Please print exactly the line containing "return CandidateVerdict::Rejected(RejectReason::NotPdf);" and every line after it to the end of the records below, and nothing more.

Dataset entries
++++

//! services/client/src/adapters/storage.rs
//!
//! Durable client storage adapters implementing the `DurableStorage` port:
//! a write-through JSON file for real installations and an in-memory map.

use hermes_core::ports::{DurableStorage, PortError, PortResult};
use parking_lot::Mutex;
use std::collections::BTreeMap;
use std::fs;
use std::path::{Path, PathBuf};
use tracing::debug;

/// Stores every key in one JSON object on disk, rewritten on each change.
pub struct JsonFileStorage {
    path: PathBuf,
    entries: Mutex<BTreeMap<String, String>>,
}

impl JsonFileStorage {
    /// Opens the store at `path`. A missing file is an empty store.
    pub fn open(path: impl Into<PathBuf>) -> PortResult<Self> {
        let path = path.into();
        let entries = if path.exists() {
            let contents = fs::read_to_string(&path).map_err(|e| {
                PortError::Unexpected(format!("failed to read {}: {}", path.display(), e))
            })?;
            if contents.trim().is_empty() {
                BTreeMap::new()
            } else {
                serde_json::from_str(&contents).map_err(|e| {
                    PortError::Unexpected(format!("failed to parse {}: {}", path.display(), e))
                })?
            }
        } else {
            BTreeMap::new()
        };
        debug!("Opened client state at {} ({} keys)", path.display(), entries.len());
        Ok(Self {
            path,
            entries: Mutex::new(entries),
        })
    }

    pub fn path(&self) -> &Path {
        &self.path
    }

    fn persist(&self, entries: &BTreeMap<String, String>) -> PortResult<()> {
        if let Some(parent) = self.path.parent().filter(|p| !p.as_os_str().is_empty()) {
            fs::create_dir_all(parent).map_err(|e| {
                PortError::Unexpected(format!("failed to create {}: {}", parent.display(), e))
            })?;
        }
        let serialized = serde_json::to_string_pretty(entries)
            .map_err(|e| PortError::Unexpected(e.to_string()))?;
        fs::write(&self.path, serialized).map_err(|e| {
            PortError::Unexpected(format!("failed to write {}: {}", self.path.display(), e))
        })
    }
}

impl DurableStorage for JsonFileStorage {
    fn get(&self, key: &str) -> PortResult<Option<String>> {
        Ok(self.entries.lock().get(key).cloned())
    }

    fn set(&self, key: &str, value: &str) -> PortResult<()> {
        let mut entries = self.entries.lock();
        entries.insert(key.to_string(), value.to_string());
        self.persist(&entries)
    }

    fn remove(&self, key: &str) -> PortResult<()> {
        let mut entries = self.entries.lock();
        if entries.remove(key).is_some() {
            self.persist(&entries)?;
        }
        Ok(())
    }
}

/// Process-local storage; nothing survives a restart.
#[derive(Default)]
pub struct MemoryStorage {
    entries: Mutex<BTreeMap<String, String>>,
}

impl MemoryStorage {
    pub fn new() -> Self {
        Self::default()
    }
}

impl DurableStorage for MemoryStorage {
    fn get(&self, key: &str) -> PortResult<Option<String>> {
        Ok(self.entries.lock().get(key).cloned())
    }

    fn set(&self, key: &str, value: &str) -> PortResult<()> {
        self.entries.lock().insert(key.to_string(), value.to_string());
        Ok(())
    }

    fn remove(&self, key: &str) -> PortResult<()> {
        self.entries.lock().remove(key);
        Ok(())
    }
}
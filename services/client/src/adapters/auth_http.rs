//! services/client/src/adapters/auth_http.rs
//!
//! This module contains the adapter for the backend's account endpoints.
//! It implements the `AuthService` port from the `core` crate.

use async_trait::async_trait;
use hermes_core::domain::Credential;
use hermes_core::ports::{AuthService, PortError, PortResult};
use serde::Deserialize;

use super::http::BackendClient;

//=========================================================================================
// The Main Adapter Struct
//=========================================================================================

/// An adapter that implements `AuthService` over `POST /token` and `POST /register`.
#[derive(Clone)]
pub struct HttpAuthAdapter {
    backend: BackendClient,
}

impl HttpAuthAdapter {
    /// Creates a new `HttpAuthAdapter`.
    pub fn new(backend: BackendClient) -> Self {
        Self { backend }
    }
}

#[derive(Deserialize)]
struct TokenRecord {
    access_token: String,
}

//=========================================================================================
// `AuthService` Trait Implementation
//=========================================================================================

#[async_trait]
impl AuthService for HttpAuthAdapter {
    async fn authenticate(&self, username: &str, password: &str) -> PortResult<Credential> {
        let request = self
            .backend
            .post("token")?
            .form(&[("username", username), ("password", password)]);
        let response = BackendClient::send(request).await?;
        let record: TokenRecord = BackendClient::read_json(response).await?;

        if record.access_token.trim().is_empty() {
            return Err(PortError::Unexpected("backend issued an empty token".to_string()));
        }
        Ok(Credential::new(record.access_token))
    }

    async fn register(&self, username: &str, password: &str) -> PortResult<()> {
        let request = self
            .backend
            .post("register")?
            .form(&[("username", username), ("password", password)]);
        let response = BackendClient::send(request).await?;
        BackendClient::read_ok(response).await
    }
}
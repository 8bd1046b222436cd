//! services/client/src/adapters/chat_http.rs
//!
//! This module contains the adapter for question answering and chat history.
//! It implements the `ChatService` port from the `core` crate.

use async_trait::async_trait;
use hermes_core::domain::{Answer, ChatReply, Credential, HistoryEntry, QuestionRequest};
use hermes_core::ports::{ChatService, PortResult};
use reqwest::multipart::Form;
use serde::Deserialize;
use tracing::info;

use super::http::BackendClient;

//=========================================================================================
// The Main Adapter Struct
//=========================================================================================

/// An adapter that implements `ChatService` over `/chat`, `/chat-history` and `/pdf-image`.
#[derive(Clone)]
pub struct HttpChatAdapter {
    backend: BackendClient,
}

impl HttpChatAdapter {
    /// Creates a new `HttpChatAdapter`.
    pub fn new(backend: BackendClient) -> Self {
        Self { backend }
    }
}

//=========================================================================================
// Wire Records
//=========================================================================================

/// The backend sends either a plain string or a list of pages.
#[derive(Deserialize)]
#[serde(untagged)]
enum AnswerRecord {
    Single(String),
    Paginated(Vec<String>),
}

impl AnswerRecord {
    fn to_domain(self) -> Answer {
        match self {
            AnswerRecord::Single(text) => Answer::Single(text),
            AnswerRecord::Paginated(pages) => Answer::from_pages(pages),
        }
    }
}

#[derive(Deserialize)]
struct ChatReplyRecord {
    answer: AnswerRecord,
    #[serde(default)]
    images: Option<Vec<String>>,
}

#[derive(Deserialize)]
struct HistoryRecord {
    question: String,
    answer: AnswerRecord,
}

impl HistoryRecord {
    fn to_domain(self) -> HistoryEntry {
        HistoryEntry {
            question: self.question,
            answer: self.answer.to_domain().to_history_text(),
        }
    }
}

//=========================================================================================
// `ChatService` Trait Implementation
//=========================================================================================

#[async_trait]
impl ChatService for HttpChatAdapter {
    async fn chat_history(
        &self,
        credential: &Credential,
        document_id: &str,
    ) -> PortResult<Vec<HistoryEntry>> {
        let request = BackendClient::authorized(self.backend.get("chat-history")?, credential)
            .query(&[("file_id", document_id)]);
        let response = BackendClient::send(request).await?;
        let records: Vec<HistoryRecord> = BackendClient::read_json(response).await?;
        Ok(records.into_iter().map(HistoryRecord::to_domain).collect())
    }

    async fn ask(&self, credential: &Credential, request: &QuestionRequest) -> PortResult<ChatReply> {
        let form = Form::new()
            .text("question", request.question.clone())
            .text("file_id", request.document_id.clone())
            .text("answer_format", request.answer_format.clone())
            .text("response_language", request.response_language.clone());

        let http_request =
            BackendClient::authorized(self.backend.post("chat")?, credential).multipart(form);
        let response = BackendClient::send(http_request).await?;
        let record: ChatReplyRecord = BackendClient::read_json(response).await?;

        let images = record.images.unwrap_or_default();
        info!(
            "Answer received for document {} with {} image(s)",
            request.document_id,
            images.len()
        );
        Ok(ChatReply {
            answer: record.answer.to_domain(),
            images,
        })
    }

    async fn fetch_image(&self, credential: &Credential, reference: &str) -> PortResult<Vec<u8>> {
        let request = BackendClient::authorized(self.backend.get(reference)?, credential);
        let response = BackendClient::send(request).await?;
        BackendClient::read_bytes(response).await
    }
}
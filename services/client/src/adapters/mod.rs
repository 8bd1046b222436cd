pub mod auth_http;
pub mod chat_http;
pub mod documents_http;
pub mod http;
pub mod options_http;
pub mod storage;

pub use auth_http::HttpAuthAdapter;
pub use chat_http::HttpChatAdapter;
pub use documents_http::HttpDocumentAdapter;
pub use http::BackendClient;
pub use options_http::HttpOptionsAdapter;
pub use storage::{JsonFileStorage, MemoryStorage};
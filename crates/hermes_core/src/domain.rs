//! crates/hermes_core/src/domain.rs
//!
//! Defines the pure, core data structures for the client.
//! These structs are independent of any transport or serialization format.

use std::fmt;
use std::path::PathBuf;

/// Largest document the client will stage for upload (500 MiB).
pub const MAX_UPLOAD_BYTES: u64 = 500 * 1024 * 1024;

/// The opaque bearer token proving an authenticated session.
#[derive(Clone, PartialEq, Eq)]
pub struct Credential(String);

impl Credential {
    pub fn new(token: impl Into<String>) -> Self {
        Self(token.into())
    }

    pub fn as_str(&self) -> &str {
        &self.0
    }
}

// Tokens must never end up in logs.
impl fmt::Debug for Credential {
    fn fmt(&self, f: &mut fmt::Formatter<'_>) -> fmt::Result {
        f.write_str("Credential(***)")
    }
}

/// One uploaded document known to the backend.
#[derive(Debug, Clone, PartialEq, Eq)]
pub struct DocumentRecord {
    pub id: String,
    pub display_name: String,
}

impl DocumentRecord {
    pub fn new(id: impl Into<String>, display_name: impl Into<String>) -> Self {
        Self {
            id: id.into(),
            display_name: display_name.into(),
        }
    }
}

/// A single question-and-answer exchange in the current chat session.
#[derive(Debug, Clone, PartialEq, Eq)]
pub struct HistoryEntry {
    pub question: String,
    pub answer: String,
}

impl HistoryEntry {
    pub fn new(question: impl Into<String>, answer: impl Into<String>) -> Self {
        Self {
            question: question.into(),
            answer: answer.into(),
        }
    }
}

/// The answer to a question: one block of text, or an ordered list of pages.
#[derive(Debug, Clone, PartialEq, Eq)]
pub enum Answer {
    Single(String),
    Paginated(Vec<String>),
}

impl Answer {
    /// Builds a paginated answer, collapsing an empty page list to an empty single block.
    pub fn from_pages(pages: Vec<String>) -> Self {
        if pages.is_empty() {
            Answer::Single(String::new())
        } else {
            Answer::Paginated(pages)
        }
    }

    pub fn page_count(&self) -> usize {
        match self {
            Answer::Single(_) => 1,
            Answer::Paginated(pages) => pages.len().max(1),
        }
    }

    pub fn page(&self, index: usize) -> Option<&str> {
        match self {
            Answer::Single(text) if index == 0 => Some(text),
            Answer::Single(_) => None,
            Answer::Paginated(pages) => pages.get(index).map(String::as_str),
        }
    }

    /// Flattens the answer into the text stored in history.
    pub fn to_history_text(&self) -> String {
        match self {
            Answer::Single(text) => text.clone(),
            Answer::Paginated(pages) => pages.join("\n\n"),
        }
    }
}

/// Forward/backward paging over an [`Answer`], clamped at both ends.
#[derive(Debug, Clone, PartialEq, Eq)]
pub struct AnswerPager {
    answer: Answer,
    index: usize,
}

impl AnswerPager {
    pub fn new(answer: Answer) -> Self {
        Self { answer, index: 0 }
    }

    pub fn answer(&self) -> &Answer {
        &self.answer
    }

    pub fn current(&self) -> &str {
        self.answer.page(self.index).unwrap_or_default()
    }

    pub fn page_index(&self) -> usize {
        self.index
    }

    pub fn page_count(&self) -> usize {
        self.answer.page_count()
    }

    pub fn next(&mut self) -> &str {
        if self.index + 1 < self.page_count() {
            self.index += 1;
        }
        self.current()
    }

    pub fn prev(&mut self) -> &str {
        self.index = self.index.saturating_sub(1);
        self.current()
    }

    pub fn has_next(&self) -> bool {
        self.index + 1 < self.page_count()
    }

    pub fn has_prev(&self) -> bool {
        self.index > 0
    }
}

/// What the backend returns for a successfully answered question.
#[derive(Debug, Clone, PartialEq, Eq)]
pub struct ChatReply {
    pub answer: Answer,
    /// Image references as returned by the backend (usually relative paths).
    pub images: Vec<String>,
}

/// The payload of a question submission.
#[derive(Debug, Clone, PartialEq, Eq)]
pub struct QuestionRequest {
    pub question: String,
    pub document_id: String,
    pub answer_format: String,
    pub response_language: String,
}

/// A file chosen locally, described without reading its contents.
#[derive(Debug, Clone, PartialEq, Eq)]
pub struct CandidateFile {
    pub name: String,
    pub size_bytes: u64,
    pub path: PathBuf,
}

impl CandidateFile {
    /// Applies the staging rules: a `.pdf` name (any case) no larger than [`MAX_UPLOAD_BYTES`].
    pub fn verdict(&self) -> CandidateVerdict {
        if !self.name.to_lowercase().ends_with(".pdf") {
            return CandidateVerdict::Rejected(RejectReason::NotPdf);
        }
        if self.size_bytes > MAX_UPLOAD_BYTES {
            return CandidateVerdict::Rejected(RejectReason::TooLarge {
                size_bytes: self.size_bytes,
            });
        }
        CandidateVerdict::Valid
    }
}

#[derive(Debug, Clone, Copy, PartialEq, Eq)]
pub enum RejectReason {
    NotPdf,
    TooLarge { size_bytes: u64 },
}

impl fmt::Display for RejectReason {
    fn fmt(&self, f: &mut fmt::Formatter<'_>) -> fmt::Result {
        match self {
            RejectReason::NotPdf => f.write_str("only PDF files are allowed"),
            RejectReason::TooLarge { size_bytes } => {
                write!(f, "file is {size_bytes} bytes, the limit is {MAX_UPLOAD_BYTES}")
            }
        }
    }
}

#[derive(Debug, Clone, Copy, PartialEq, Eq)]
pub enum CandidateVerdict {
    Valid,
    Rejected(RejectReason),
}

/// A staged, not-yet-submitted document plus its validation outcome and transfer progress.
#[derive(Debug, Clone, PartialEq, Eq)]
pub struct UploadCandidate {
    pub file: CandidateFile,
    pub verdict: CandidateVerdict,
    /// Transfer progress in `[0, 100]`.
    pub progress: u8,
}

impl UploadCandidate {
    pub fn new(file: CandidateFile) -> Self {
        let verdict = file.verdict();
        Self {
            file,
            verdict,
            progress: 0,
        }
    }

    pub fn is_valid(&self) -> bool {
        self.verdict == CandidateVerdict::Valid
    }
}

++++

• Task solution:
            return CandidateVerdict::Rejected(RejectReason::NotPdf);
        }
        if self.size_bytes > MAX_UPLOAD_BYTES {
            return CandidateVerdict::Rejected(RejectReason::TooLarge {
                size_bytes: self.size_bytes,
            });
        }
        CandidateVerdict::Valid
    }
}

#[derive(Debug, Clone, Copy, PartialEq, Eq)]
pub enum RejectReason {
    NotPdf,
    TooLarge { size_bytes: u64 },
}

impl fmt::Display for RejectReason {
    fn fmt(&self, f: &mut fmt::Formatter<'_>) -> fmt::Result {
        match self {
            RejectReason::NotPdf => f.write_str("only PDF files are allowed"),
            RejectReason::TooLarge { size_bytes } => {
                write!(f, "file is {size_bytes} bytes, the limit is {MAX_UPLOAD_BYTES}")
            }
        }
    }
}

#[derive(Debug, Clone, Copy, PartialEq, Eq)]
pub enum CandidateVerdict {
    Valid,
    Rejected(RejectReason),
}

/// A staged, not-yet-submitted document plus its validation outcome and transfer progress.
#[derive(Debug, Clone, PartialEq, Eq)]
pub struct UploadCandidate {
    pub file: CandidateFile,
    pub verdict: CandidateVerdict,
    /// Transfer progress in `[0, 100]`.
    pub progress: u8,
}

impl UploadCandidate {
    pub fn new(file: CandidateFile) -> Self {
        let verdict = file.verdict();
        Self {
            file,
            verdict,
            progress: 0,
        }
    }

    pub fn is_valid(&self) -> bool {
        self.verdict == CandidateVerdict::Valid
    }
}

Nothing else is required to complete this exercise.